In the task branch, feature vectors are sent to the main and auxiliary branch, respectively. The auxiliary task recognizes the character disturbance generated by the KAG algorithm, and the main task discriminates whether samples are genuine or counterfeit ones. As the disturbance caused by the KAG algorithm are much more significant than the divergences between the genuine and counterfeit samples, so the auxiliary task can be easily optimized, thus guiding the attention of the main task.

It is found that in the proposed architecture, a simple classifier is enough to work well. The two task branches are implemented similarly by the classifier shown in Fig. 5, mainly composed of two fully connected layers. ReLU is applied in the middle, and the classification result is finally mapped to a probability distribution with the sum of 1 by softmax. The calculation method of softmax is as follows:

$$\begin{aligned} y_{i}=\frac{e^{p_{i}}}{\sum _{i=1}^{n}e^{p_{i}}}\in (0,1) \end{aligned}$$

(3)

where n denotes the total number of categories, $p_i \in \mathbb {R}^n$ is the prediction probability of the ith category of the model output, and $y_i$ represents the probability of the ith category calculated by softmax, $\sum _{i=1}^n y_i = 1$.

3.4 Loss aggregation

The auxiliary task seeks optimum parameter to minimize its predication error of perturbation. According to that, the cross-entropy defined as follows is chosen as the loss function to evaluate a disturbance detection loss. For the main task, a same type of loss function is selected to reflect authenticity identification loss.

$$\begin{aligned} L(s,y)=-\sum _{i=1}^{c}s_{i}\textrm{log}y_{i} \end{aligned}$$

(4)

where c denotes the total number of categories. In the main task, it equals the number of categories for all genuine and counterfeit samples and is two in the auxiliary task. $s_i$ is the label after one-hot coding, $y_i$ represents the prediction normalized by softmax. The closer between prediction and ground truth, the smaller the loss is.

As the two tasks hold different importance, the aggregation needs to be carefully designed. Aiming to make the model thoroughly learn from the main and auxiliary task, the two losses are integrated by a weight coefficient $\alpha $ as follows:

$$\begin{aligned} L_{\textrm{fusion}}=\alpha \cdot L_{\textrm{main}}+(1-\alpha )\cdot L_{\textrm{aux}} \end{aligned}$$

(5)

where $L_{\text {main}}$ and $L_{\text {aux}}$ are separately denoted as the authenticity identification and perturbation detection loss. The optimization of the weight coefficient is discussed in the fourth part.

3.5 Preprocessing strategy

Images are always resized into shapes of uniform square before being fed to a DL network and therefore the caused deformation of objects may eliminate the none-significant visual differences between genuine and counterfeit samples. To address the issue, a preprocessing strategy named FWD is proposed for counterfeit detection. The FWD fills up an image before zooming an image and thus maintain its aspect ratio.

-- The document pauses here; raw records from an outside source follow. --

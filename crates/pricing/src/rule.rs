//! Pricing rules: a per-item rate valid over a rectangular width/height range.

use serde::{Deserialize, Serialize};

use forgeprice_core::{Entity, ItemId, PricingError, PricingResult, RuleId, ValueObject};

/// Closed rectangular range `[min_width, max_width] x [min_height, max_height]`.
#[derive(Debug, Clone, Copy, PartialEq, Serialize, Deserialize)]
pub struct RuleRange {
    pub min_width: f64,
    pub max_width: f64,
    pub min_height: f64,
    pub max_height: f64,
}

impl ValueObject for RuleRange {}

impl RuleRange {
    pub fn new(min_width: f64, max_width: f64, min_height: f64, max_height: f64) -> Self {
        Self {
            min_width,
            max_width,
            min_height,
            max_height,
        }
    }

    /// Bounds must be strictly positive and ordered per axis.
    pub fn validate(&self) -> PricingResult<()> {
        let bounds = [self.min_width, self.max_width, self.min_height, self.max_height];
        if bounds.iter().any(|b| b.is_nan() || *b <= 0.0) {
            return Err(PricingError::validation(
                "Min/Max width and height must be greater than zero.",
            ));
        }
        if self.min_width > self.max_width {
            return Err(PricingError::validation("Min Width cannot exceed Max Width."));
        }
        if self.min_height > self.max_height {
            return Err(PricingError::validation("Min Height cannot exceed Max Height."));
        }
        Ok(())
    }

    /// Closed-interval intersection: ranges that only touch on an edge overlap.
    pub fn overlaps(&self, other: &RuleRange) -> bool {
        self.min_width <= other.max_width
            && self.max_width >= other.min_width
            && self.min_height <= other.max_height
            && self.max_height >= other.min_height
    }

    pub fn contains(&self, width: f64, height: f64) -> bool {
        self.min_width <= width
            && width <= self.max_width
            && self.min_height <= height
            && height <= self.max_height
    }
}

/// A pricing rule (pricing formula) for one item.
#[derive(Debug, Clone, PartialEq, Serialize, Deserialize)]
pub struct PricingRule {
    pub id: RuleId,
    /// Display name, reported back as the formula name of a quote.
    pub name: String,
    pub item: ItemId,
    pub range: RuleRange,
    /// Rate per unit of area; unset means 0.
    pub price_per_area: Option<f64>,
    /// Flat amount added to the area price; unset means 0.
    pub fixed_cost: Option<f64>,
    /// Optional injected calculation, see [`crate::formula`].
    pub formula_code: Option<String>,
}

impl PricingRule {
    pub fn new(item: ItemId, name: impl Into<String>, range: RuleRange) -> Self {
        Self {
            id: RuleId::new(),
            name: name.into(),
            item,
            range,
            price_per_area: None,
            fixed_cost: None,
            formula_code: None,
        }
    }

    pub fn with_rate(mut self, price_per_area: f64) -> Self {
        self.price_per_area = Some(price_per_area);
        self
    }

    pub fn with_fixed_cost(mut self, fixed_cost: f64) -> Self {
        self.fixed_cost = Some(fixed_cost);
        self
    }

    pub fn with_formula(mut self, code: impl Into<String>) -> Self {
        self.formula_code = Some(code.into());
        self
    }

    pub fn rate(&self) -> f64 {
        self.price_per_area.unwrap_or(0.0)
    }

    pub fn fixed(&self) -> f64 {
        self.fixed_cost.unwrap_or(0.0)
    }

    /// Formula code with blank snippets treated as absent.
    pub fn formula(&self) -> Option<&str> {
        self.formula_code
            .as_deref()
            .filter(|code| !code.trim().is_empty())
    }
}

impl Entity for PricingRule {
    type Id = RuleId;

    fn id(&self) -> &Self::Id {
        &self.id
    }
}

#[cfg(test)]
mod tests {
    use super::*;

    fn range() -> RuleRange {
        RuleRange::new(100.0, 500.0, 100.0, 500.0)
    }

    #[test]
    fn valid_range_passes() {
        assert!(range().validate().is_ok());
    }

    #[test]
    fn non_positive_bound_is_rejected() {
        let err = RuleRange::new(0.0, 500.0, 100.0, 500.0).validate().unwrap_err();
        assert_eq!(
            err,
            PricingError::validation("Min/Max width and height must be greater than zero.")
        );
        assert!(RuleRange::new(1.0, 5.0, 1.0, -5.0).validate().is_err());
        assert!(RuleRange::new(f64::NAN, 5.0, 1.0, 5.0).validate().is_err());
    }

    #[test]
    fn inverted_axes_are_rejected() {
        let err = RuleRange::new(600.0, 500.0, 100.0, 500.0).validate().unwrap_err();
        assert_eq!(err, PricingError::validation("Min Width cannot exceed Max Width."));

        let err = RuleRange::new(100.0, 500.0, 600.0, 500.0).validate().unwrap_err();
        assert_eq!(err, PricingError::validation("Min Height cannot exceed Max Height."));
    }

    #[test]
    fn touching_ranges_overlap() {
        let right = RuleRange::new(500.0, 900.0, 100.0, 500.0);
        assert!(range().overlaps(&right));
        assert!(right.overlaps(&range()));
    }

    #[test]
    fn disjoint_on_one_axis_does_not_overlap() {
        let above = RuleRange::new(100.0, 500.0, 501.0, 900.0);
        assert!(!range().overlaps(&above));
    }

    #[test]
    fn contains_is_inclusive() {
        assert!(range().contains(100.0, 500.0));
        assert!(range().contains(300.0, 200.0));
        assert!(!range().contains(99.9, 200.0));
        assert!(!range().contains(300.0, 500.1));
    }

    #[test]
    fn blank_formula_counts_as_absent() {
        let rule = PricingRule::new(ItemId::new(), "r", range()).with_formula("  \n ");
        assert_eq!(rule.formula(), None);
        assert_eq!(rule.rate(), 0.0);
        assert_eq!(rule.fixed(), 0.0);
    }
}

Figure 8 shows the strategy with different colors. Illustrated sequentially from left to right, are the original images, the directly resized ones, and those filled with black, gray, white, random colors, and the adaptive average color adjacent to the edge, respectively. Obviously, directly resizing the sample lengthened the letters and reduced the letter spacing. Such deformations are usually enough to challenge a state-of-the-art model of classification task. While with the FWD strategy, the impact of deformation can be mitigated.

4 Result and analysis

To evaluate the proposed method, the comparison among attention networks, fine-grained classification algorithm, ViT models and our model is presented. Besides, impact and selection of important designs are discussed too. In seek for an insight interpretation over the presented mechanism, t-SNE and GradCAM are applied.

4.1 Experimental setup

In our method, the network has been trained for 200 epochs, and the batch size is set to 24. The SGD optimizer is used in the training process, momentum is set to 0.9 and weight decay is set to 0.001. The initial learning rate is 0.001, the cosine annealing strategy is employed, the attenuation cycle is ten epochs, and the minimum learning rate is 0.0005. $\alpha $ is set to 0.5. In the KAG algorithm, the segment degree is 20 by default. The images are automatically resized to 448×448 before being fed into the model. In the FWD strategy, the gray color is applied by default.

4.2 Dataset

Data need preprocessing before being further analyzed. Firstly, techniques like Gamma correction and auto contrast enhancement are applied over data captured by various devices to gain better visual quality. Secondly, an object location network, such as YOLOv7 [38] in our case, is leveraged to segment objects including leather tags, metal buckles, and metal round labels. The objection location network was pretrained with handcraft cut samples. Through the above steps, we extract sample images from the entire bag image for subsequent experiments.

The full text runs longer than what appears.